HTTP_String addr = HTTP_STR("127.0.0.1");
uint16_t port = 8080;
bool all_interfaces = false;
// If you want to bind to all interfaces, you can
// set the address to an empty string.
if (all_interfaces)
addr = HTTP_STR("");
// Instanciate the HTTP server object
HTTP_Server *server = http_server_init(addr, port);
if (server == NULL)
return -1;
// Now we loop forever. Every iteration will serve
// a single HTTP request
for (;;) {
HTTP_Request *req;
HTTP_ResponseHandle res;
// Block until a request is available
int ret = http_server_wait(server, &res, &res);
// The wait functions returns 0 on success and -1
// on error.
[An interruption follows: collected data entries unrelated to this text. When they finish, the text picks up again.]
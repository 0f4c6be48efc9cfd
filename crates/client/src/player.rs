//! Scripted player that walks toward the exit.
use tracing::trace;

use crate::board::{Board, BoardState, Position};

/// What happened on the player's turn.
#[derive(Clone, Copy, Debug, PartialEq, Eq)]
pub enum PlayerOutcome {
    Moved(Position),
    /// No free neighbour; the turn is spent standing still.
    Waited,
    ReachedExit,
    Starved,
}

pub struct ScriptedPlayer {
    board: Board,
    food_per_move: i32,
}

impl ScriptedPlayer {
    pub fn new(board: Board, food_per_move: i32) -> Self {
        Self {
            board,
            food_per_move,
        }
    }

    /// Takes one step, spending food and collecting any pickup on arrival.
    ///
    /// A player already at zero food starves without moving, which covers
    /// food lost to enemy attacks during the previous pass.
    pub fn take_turn(&self) -> PlayerOutcome {
        let food_per_move = self.food_per_move;
        self.board.with_state(|s| {
            if s.food <= 0 {
                return PlayerOutcome::Starved;
            }

            s.food -= food_per_move;
            let outcome = match next_step(s) {
                Some(next) => {
                    s.player = next;
                    if let Some(value) = s.pickups.remove(&next) {
                        s.food += value;
                        trace!(value, food = s.food, "Picked up food");
                    }
                    PlayerOutcome::Moved(next)
                }
                None => PlayerOutcome::Waited,
            };

            if s.player == s.exit {
                PlayerOutcome::ReachedExit
            } else if s.food <= 0 {
                PlayerOutcome::Starved
            } else {
                outcome
            }
        })
    }
}

/// Greedy step: close the larger gap first, then the smaller, then sidestep.
fn next_step(s: &BoardState) -> Option<Position> {
    let dx = (s.exit.x - s.player.x).signum();
    let dy = (s.exit.y - s.player.y).signum();
    let along_x = s.player.offset(dx, 0);
    let along_y = s.player.offset(0, dy);

    let mut candidates = Vec::with_capacity(4);
    if (s.exit.x - s.player.x).abs() >= (s.exit.y - s.player.y).abs() {
        candidates.extend([along_x, along_y]);
    } else {
        candidates.extend([along_y, along_x]);
    }
    // Sidesteps that do not walk away from the exit.
    candidates.extend([s.player.offset(0, 1), s.player.offset(1, 0)]);

    candidates
        .into_iter()
        .filter(|&pos| pos != s.player)
        .find(|&pos| s.in_bounds(pos) && !s.has_enemy(pos))
}
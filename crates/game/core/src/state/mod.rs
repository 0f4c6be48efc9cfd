//! Session state and the phase view derived from it.
//!
//! [`SessionState`] is the canonical record of a running game. It is cloned
//! freely for snapshots; only [`crate::TurnEngine`] mutates it.
mod session;
mod turn;

pub use session::SessionState;
pub use turn::TurnPhase;
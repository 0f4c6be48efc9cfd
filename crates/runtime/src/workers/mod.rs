//! Worker tasks that back the coordinator.
//!
//! The enemy pass worker paces non-player moves, and the level intro worker
//! dismisses the day banner once the start delay has elapsed. Both share the
//! coordinator's session lock and never hold it across a sleep.

mod enemy_pass;
mod level_intro;

pub(crate) use enemy_pass::EnemyPassWorker;
pub(crate) use level_intro::LevelIntroWorker;
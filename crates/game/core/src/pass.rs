//! Step plan for the enemy pass.
//!
//! The pass is a resumable sequence: the driver asks for the next step, performs
//! it (sleeping, or moving one actor), and asks again. Ordering lives here so the
//! async runtime and any frame-driven driver share one definition:
//!
//! 1. wait `turn_delay`
//! 2. if no actors are registered, wait `turn_delay` again
//! 3. for each actor in registration order: move it, then wait its own cost
//!
//! The actor count is re-read on every step, so an actor registered while the
//! pass is suspended is still visited in order.
use std::time::Duration;

/// One unit of work for the driver of an enemy pass.
#[derive(Clone, Copy, Debug, PartialEq, Eq)]
pub enum PassStep {
    /// Suspend for a fixed duration.
    Wait(Duration),
    /// Call `move_self` on the actor at `index`.
    Move { index: usize },
    /// Suspend for the move time cost reported by the actor at `index`.
    WaitForActor { index: usize },
}

#[derive(Clone, Copy, Debug, PartialEq, Eq)]
enum Cursor {
    Opening,
    Padding,
    Move(usize),
    Settle(usize),
    Done,
}

/// Resumable enemy pass plan.
#[derive(Clone, Debug)]
pub struct EnemyPass {
    turn_delay: Duration,
    cursor: Cursor,
}

impl EnemyPass {
    pub fn new(turn_delay: Duration) -> Self {
        Self {
            turn_delay,
            cursor: Cursor::Opening,
        }
    }

    /// Returns the next step given the number of actors currently registered,
    /// or `None` once the pass is complete.
    pub fn advance(&mut self, actor_count: usize) -> Option<PassStep> {
        let (step, next) = match self.cursor {
            Cursor::Opening => (Some(PassStep::Wait(self.turn_delay)), Cursor::Padding),
            Cursor::Padding if actor_count == 0 => {
                (Some(PassStep::Wait(self.turn_delay)), Cursor::Done)
            }
            Cursor::Padding => return self.step_to(Cursor::Move(0), actor_count),
            Cursor::Move(index) if index < actor_count => {
                (Some(PassStep::Move { index }), Cursor::Settle(index))
            }
            Cursor::Move(_) => (None, Cursor::Done),
            Cursor::Settle(index) => (
                Some(PassStep::WaitForActor { index }),
                Cursor::Move(index + 1),
            ),
            Cursor::Done => (None, Cursor::Done),
        };

        self.cursor = next;
        step
    }

    fn step_to(&mut self, cursor: Cursor, actor_count: usize) -> Option<PassStep> {
        self.cursor = cursor;
        self.advance(actor_count)
    }

    /// Returns true once `advance` has returned `None`.
    pub fn is_done(&self) -> bool {
        self.cursor == Cursor::Done
    }
}

#[cfg(test)]
mod tests {
    use super::*;

    const DELAY: Duration = Duration::from_millis(100);

    fn drain(pass: &mut EnemyPass, actor_count: usize) -> Vec<PassStep> {
        std::iter::from_fn(|| pass.advance(actor_count)).collect()
    }

    #[test]
    fn empty_level_waits_twice() {
        let mut pass = EnemyPass::new(DELAY);

        let steps = drain(&mut pass, 0);

        assert_eq!(steps, vec![PassStep::Wait(DELAY), PassStep::Wait(DELAY)]);
        assert!(pass.is_done());
    }

    #[test]
    fn actors_move_in_registration_order_with_settle_waits() {
        let mut pass = EnemyPass::new(DELAY);

        let steps = drain(&mut pass, 2);

        assert_eq!(
            steps,
            vec![
                PassStep::Wait(DELAY),
                PassStep::Move { index: 0 },
                PassStep::WaitForActor { index: 0 },
                PassStep::Move { index: 1 },
                PassStep::WaitForActor { index: 1 },
            ]
        );
    }

    #[test]
    fn actor_registered_mid_pass_is_visited() {
        let mut pass = EnemyPass::new(DELAY);

        assert_eq!(pass.advance(1), Some(PassStep::Wait(DELAY)));
        assert_eq!(pass.advance(1), Some(PassStep::Move { index: 0 }));
        assert_eq!(pass.advance(1), Some(PassStep::WaitForActor { index: 0 }));
        assert_eq!(pass.advance(2), Some(PassStep::Move { index: 1 }));
        assert_eq!(pass.advance(2), Some(PassStep::WaitForActor { index: 1 }));
        assert_eq!(pass.advance(2), None);
    }

    #[test]
    fn finished_pass_stays_finished() {
        let mut pass = EnemyPass::new(DELAY);
        drain(&mut pass, 0);

        assert_eq!(pass.advance(3), None);
    }
}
By "error" I mean an unrecoverable
// condition. There is no other option than kill
// the process.
if (ret < 0)
return -1;
// The request information is accessible from
// the [req] variable. Most fields in the request
// struct are reference to the original request
// string. They use type HTTP_String and are not
// null-terminated. This means you'll have to make
// sure to express the length when interacting with
// libc:
HTTP_String path = req->url.path;
printf("requested path [%.*s]\n", (int) path.len, path.ptr);
// To find a specific header value, you can either
// iterate over the [req->headers] array or use
// a helper function. Note that this compares header
// names case-insensitively.
int idx = http_find_header(req->headers, req->num_headers, HTTP_STR("Some-Header-Name"));
if (idx == -1) {
// Header wasn't found
} else {
// Found
HTTP_String value = req->headers[idx].value;
printf("Header has value [%.*s]\n", (int) value.len, value.ptr);
}
// To create a response, you will need to specify
// status code, headers, and content in the proper
// order.
// First the status code
http_response_status(res, 200);
// Then zero or more headers
http_response_header(res, "Content-Type: text/plain");
// Then you can write zero or more chunks of the response body
http_response_body(res, HTTP_STR("Hello"));
http_response_body(res, HTTP_STR(", world!"));
// Then, mark the request as complete (Very important or the server will hang!)
http_response_done(res);
// Note that none of the http_response_* functions return errors.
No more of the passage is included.